Task brief: Check each line of the data for the string "best". Report how many have it, and give nothing else.

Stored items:
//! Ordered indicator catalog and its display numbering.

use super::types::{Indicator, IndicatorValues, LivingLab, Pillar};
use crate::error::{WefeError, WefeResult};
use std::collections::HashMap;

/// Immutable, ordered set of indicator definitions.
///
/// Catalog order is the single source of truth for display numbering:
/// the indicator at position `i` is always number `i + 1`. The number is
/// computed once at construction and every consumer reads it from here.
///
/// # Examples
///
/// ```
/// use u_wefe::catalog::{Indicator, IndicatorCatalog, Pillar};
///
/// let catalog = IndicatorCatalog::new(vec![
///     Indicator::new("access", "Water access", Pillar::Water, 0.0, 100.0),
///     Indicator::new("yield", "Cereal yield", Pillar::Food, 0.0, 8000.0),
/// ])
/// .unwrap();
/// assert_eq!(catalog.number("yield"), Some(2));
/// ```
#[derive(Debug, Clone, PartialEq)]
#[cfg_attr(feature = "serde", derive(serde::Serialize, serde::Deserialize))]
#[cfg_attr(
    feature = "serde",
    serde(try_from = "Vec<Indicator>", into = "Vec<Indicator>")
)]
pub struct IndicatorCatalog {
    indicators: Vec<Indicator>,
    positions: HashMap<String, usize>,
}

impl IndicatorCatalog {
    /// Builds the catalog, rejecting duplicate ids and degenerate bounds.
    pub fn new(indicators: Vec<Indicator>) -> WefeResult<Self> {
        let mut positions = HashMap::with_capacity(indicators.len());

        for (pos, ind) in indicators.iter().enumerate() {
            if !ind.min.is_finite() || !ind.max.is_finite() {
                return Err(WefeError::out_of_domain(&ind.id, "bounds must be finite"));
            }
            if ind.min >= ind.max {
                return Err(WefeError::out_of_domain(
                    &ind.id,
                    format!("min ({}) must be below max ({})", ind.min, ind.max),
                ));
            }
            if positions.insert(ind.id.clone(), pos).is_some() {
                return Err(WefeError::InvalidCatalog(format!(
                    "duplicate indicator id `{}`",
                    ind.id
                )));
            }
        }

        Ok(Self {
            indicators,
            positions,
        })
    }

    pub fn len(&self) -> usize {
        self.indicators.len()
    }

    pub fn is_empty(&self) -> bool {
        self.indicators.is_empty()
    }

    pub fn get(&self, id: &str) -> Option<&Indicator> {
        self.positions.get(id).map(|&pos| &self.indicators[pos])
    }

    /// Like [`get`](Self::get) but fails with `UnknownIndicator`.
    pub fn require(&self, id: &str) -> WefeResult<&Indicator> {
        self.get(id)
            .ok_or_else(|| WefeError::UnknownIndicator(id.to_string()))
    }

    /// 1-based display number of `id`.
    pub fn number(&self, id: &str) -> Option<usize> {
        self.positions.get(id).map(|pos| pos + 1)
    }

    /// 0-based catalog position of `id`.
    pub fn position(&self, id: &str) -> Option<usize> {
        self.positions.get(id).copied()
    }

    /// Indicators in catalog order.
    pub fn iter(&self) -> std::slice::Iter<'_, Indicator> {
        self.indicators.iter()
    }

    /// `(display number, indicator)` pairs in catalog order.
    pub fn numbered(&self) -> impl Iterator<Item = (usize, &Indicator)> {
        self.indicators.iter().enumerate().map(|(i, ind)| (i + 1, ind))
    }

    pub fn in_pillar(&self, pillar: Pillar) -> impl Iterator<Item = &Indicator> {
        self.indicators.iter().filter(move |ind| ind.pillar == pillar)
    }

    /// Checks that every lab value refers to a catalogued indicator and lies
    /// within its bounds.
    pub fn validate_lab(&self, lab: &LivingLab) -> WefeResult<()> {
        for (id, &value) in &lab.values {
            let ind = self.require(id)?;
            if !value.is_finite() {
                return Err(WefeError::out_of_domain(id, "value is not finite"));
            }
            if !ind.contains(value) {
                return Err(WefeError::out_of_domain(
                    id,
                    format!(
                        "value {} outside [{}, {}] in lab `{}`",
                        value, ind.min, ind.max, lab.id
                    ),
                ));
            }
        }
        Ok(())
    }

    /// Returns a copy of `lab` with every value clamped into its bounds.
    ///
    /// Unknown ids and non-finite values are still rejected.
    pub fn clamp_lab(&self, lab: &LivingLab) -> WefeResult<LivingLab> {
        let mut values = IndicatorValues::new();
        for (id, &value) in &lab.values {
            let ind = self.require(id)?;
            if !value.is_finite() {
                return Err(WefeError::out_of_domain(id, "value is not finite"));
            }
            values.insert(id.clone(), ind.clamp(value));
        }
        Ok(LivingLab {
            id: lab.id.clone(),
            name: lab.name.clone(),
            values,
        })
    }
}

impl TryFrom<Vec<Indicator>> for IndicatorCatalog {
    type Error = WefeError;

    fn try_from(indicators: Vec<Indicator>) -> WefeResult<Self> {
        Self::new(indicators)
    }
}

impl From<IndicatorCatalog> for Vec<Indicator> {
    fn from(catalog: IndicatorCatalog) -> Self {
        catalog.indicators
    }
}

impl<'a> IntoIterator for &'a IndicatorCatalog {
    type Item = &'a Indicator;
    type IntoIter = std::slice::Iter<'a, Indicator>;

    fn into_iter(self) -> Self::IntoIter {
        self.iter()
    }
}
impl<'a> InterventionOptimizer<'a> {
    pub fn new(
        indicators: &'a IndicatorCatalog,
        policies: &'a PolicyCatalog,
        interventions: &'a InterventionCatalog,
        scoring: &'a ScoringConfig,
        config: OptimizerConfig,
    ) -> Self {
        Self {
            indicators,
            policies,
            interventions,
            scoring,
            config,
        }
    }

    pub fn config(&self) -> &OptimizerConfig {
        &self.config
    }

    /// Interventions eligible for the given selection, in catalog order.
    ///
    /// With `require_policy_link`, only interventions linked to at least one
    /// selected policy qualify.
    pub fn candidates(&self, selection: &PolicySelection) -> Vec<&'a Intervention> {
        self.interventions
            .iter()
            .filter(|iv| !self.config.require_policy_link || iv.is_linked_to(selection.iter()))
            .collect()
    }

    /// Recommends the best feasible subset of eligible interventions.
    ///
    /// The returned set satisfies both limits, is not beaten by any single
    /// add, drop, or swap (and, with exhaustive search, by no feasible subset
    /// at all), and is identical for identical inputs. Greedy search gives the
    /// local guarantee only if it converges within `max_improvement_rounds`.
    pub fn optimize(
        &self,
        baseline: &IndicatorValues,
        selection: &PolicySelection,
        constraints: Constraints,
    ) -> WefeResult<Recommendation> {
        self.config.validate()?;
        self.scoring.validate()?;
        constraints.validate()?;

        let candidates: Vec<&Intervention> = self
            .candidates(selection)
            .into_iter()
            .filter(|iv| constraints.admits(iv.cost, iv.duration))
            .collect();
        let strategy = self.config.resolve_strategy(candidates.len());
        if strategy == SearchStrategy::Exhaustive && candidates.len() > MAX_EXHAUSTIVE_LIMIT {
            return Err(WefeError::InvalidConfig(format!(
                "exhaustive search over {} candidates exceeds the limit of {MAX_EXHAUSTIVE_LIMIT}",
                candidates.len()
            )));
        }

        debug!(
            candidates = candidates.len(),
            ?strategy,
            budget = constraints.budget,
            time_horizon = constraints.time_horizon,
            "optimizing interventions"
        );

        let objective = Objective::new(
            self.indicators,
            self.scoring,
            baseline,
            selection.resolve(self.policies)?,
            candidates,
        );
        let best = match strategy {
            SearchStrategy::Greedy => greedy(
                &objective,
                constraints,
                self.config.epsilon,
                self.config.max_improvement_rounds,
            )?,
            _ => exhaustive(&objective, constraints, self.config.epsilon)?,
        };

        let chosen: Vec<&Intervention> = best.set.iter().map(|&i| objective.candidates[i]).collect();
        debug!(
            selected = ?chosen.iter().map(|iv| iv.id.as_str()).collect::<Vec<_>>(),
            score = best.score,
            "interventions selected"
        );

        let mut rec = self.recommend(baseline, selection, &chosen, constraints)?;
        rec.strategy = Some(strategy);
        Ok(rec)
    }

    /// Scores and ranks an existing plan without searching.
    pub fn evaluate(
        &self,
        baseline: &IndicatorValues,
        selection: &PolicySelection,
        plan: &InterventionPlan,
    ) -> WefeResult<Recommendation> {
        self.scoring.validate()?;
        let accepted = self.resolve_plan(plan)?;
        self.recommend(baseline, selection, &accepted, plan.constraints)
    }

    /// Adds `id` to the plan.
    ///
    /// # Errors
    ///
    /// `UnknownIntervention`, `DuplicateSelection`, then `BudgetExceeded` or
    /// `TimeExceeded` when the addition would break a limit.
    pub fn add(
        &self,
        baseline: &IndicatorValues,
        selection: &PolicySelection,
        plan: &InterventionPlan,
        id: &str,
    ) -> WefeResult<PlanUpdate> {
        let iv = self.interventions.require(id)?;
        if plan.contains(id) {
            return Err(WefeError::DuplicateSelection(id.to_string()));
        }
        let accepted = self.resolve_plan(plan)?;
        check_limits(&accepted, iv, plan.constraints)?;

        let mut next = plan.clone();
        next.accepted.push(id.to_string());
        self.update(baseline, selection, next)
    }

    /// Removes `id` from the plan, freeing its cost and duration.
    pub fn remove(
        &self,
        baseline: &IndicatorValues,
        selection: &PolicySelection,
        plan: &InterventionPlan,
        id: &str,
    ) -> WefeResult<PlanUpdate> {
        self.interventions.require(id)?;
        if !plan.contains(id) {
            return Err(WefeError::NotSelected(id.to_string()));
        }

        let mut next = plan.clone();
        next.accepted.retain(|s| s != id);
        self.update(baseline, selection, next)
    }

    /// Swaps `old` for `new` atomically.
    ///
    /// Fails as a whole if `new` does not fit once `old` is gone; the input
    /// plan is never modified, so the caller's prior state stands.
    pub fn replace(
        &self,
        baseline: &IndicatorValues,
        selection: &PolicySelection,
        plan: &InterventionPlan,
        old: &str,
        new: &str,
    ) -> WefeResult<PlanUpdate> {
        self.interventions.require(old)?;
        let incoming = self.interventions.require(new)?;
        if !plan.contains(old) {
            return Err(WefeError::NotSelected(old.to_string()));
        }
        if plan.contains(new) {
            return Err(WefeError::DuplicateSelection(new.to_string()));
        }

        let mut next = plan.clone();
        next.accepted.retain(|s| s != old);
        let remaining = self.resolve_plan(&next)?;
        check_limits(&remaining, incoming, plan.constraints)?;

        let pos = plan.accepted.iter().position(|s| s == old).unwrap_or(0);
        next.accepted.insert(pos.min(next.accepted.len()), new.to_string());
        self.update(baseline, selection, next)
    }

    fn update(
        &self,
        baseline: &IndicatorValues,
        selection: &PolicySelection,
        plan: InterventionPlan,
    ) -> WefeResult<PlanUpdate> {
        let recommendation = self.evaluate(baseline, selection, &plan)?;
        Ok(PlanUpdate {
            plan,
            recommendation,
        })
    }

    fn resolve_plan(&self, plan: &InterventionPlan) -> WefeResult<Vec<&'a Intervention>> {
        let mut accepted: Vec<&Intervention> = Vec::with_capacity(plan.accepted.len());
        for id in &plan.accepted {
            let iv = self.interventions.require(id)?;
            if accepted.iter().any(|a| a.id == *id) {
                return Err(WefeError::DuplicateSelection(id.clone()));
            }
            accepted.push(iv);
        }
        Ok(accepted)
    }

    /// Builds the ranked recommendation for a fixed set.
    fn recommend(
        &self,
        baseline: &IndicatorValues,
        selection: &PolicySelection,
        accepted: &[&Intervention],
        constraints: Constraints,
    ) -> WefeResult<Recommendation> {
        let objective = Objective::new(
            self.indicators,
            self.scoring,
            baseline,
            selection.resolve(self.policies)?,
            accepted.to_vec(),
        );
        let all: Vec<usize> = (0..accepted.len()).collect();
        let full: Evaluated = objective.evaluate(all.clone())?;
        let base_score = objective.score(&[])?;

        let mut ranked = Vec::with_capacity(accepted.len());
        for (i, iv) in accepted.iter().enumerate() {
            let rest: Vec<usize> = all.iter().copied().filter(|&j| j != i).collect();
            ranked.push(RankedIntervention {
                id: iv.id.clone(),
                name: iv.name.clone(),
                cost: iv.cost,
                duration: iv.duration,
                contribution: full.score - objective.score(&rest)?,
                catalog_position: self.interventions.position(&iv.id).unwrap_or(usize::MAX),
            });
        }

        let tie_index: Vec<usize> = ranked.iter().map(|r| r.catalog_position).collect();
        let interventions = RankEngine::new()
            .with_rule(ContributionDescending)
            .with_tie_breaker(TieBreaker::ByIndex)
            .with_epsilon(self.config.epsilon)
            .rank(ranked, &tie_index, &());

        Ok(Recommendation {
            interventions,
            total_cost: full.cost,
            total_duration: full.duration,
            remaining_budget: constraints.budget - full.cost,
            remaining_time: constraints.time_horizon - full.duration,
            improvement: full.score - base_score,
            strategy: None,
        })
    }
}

Answer for this exercise: 4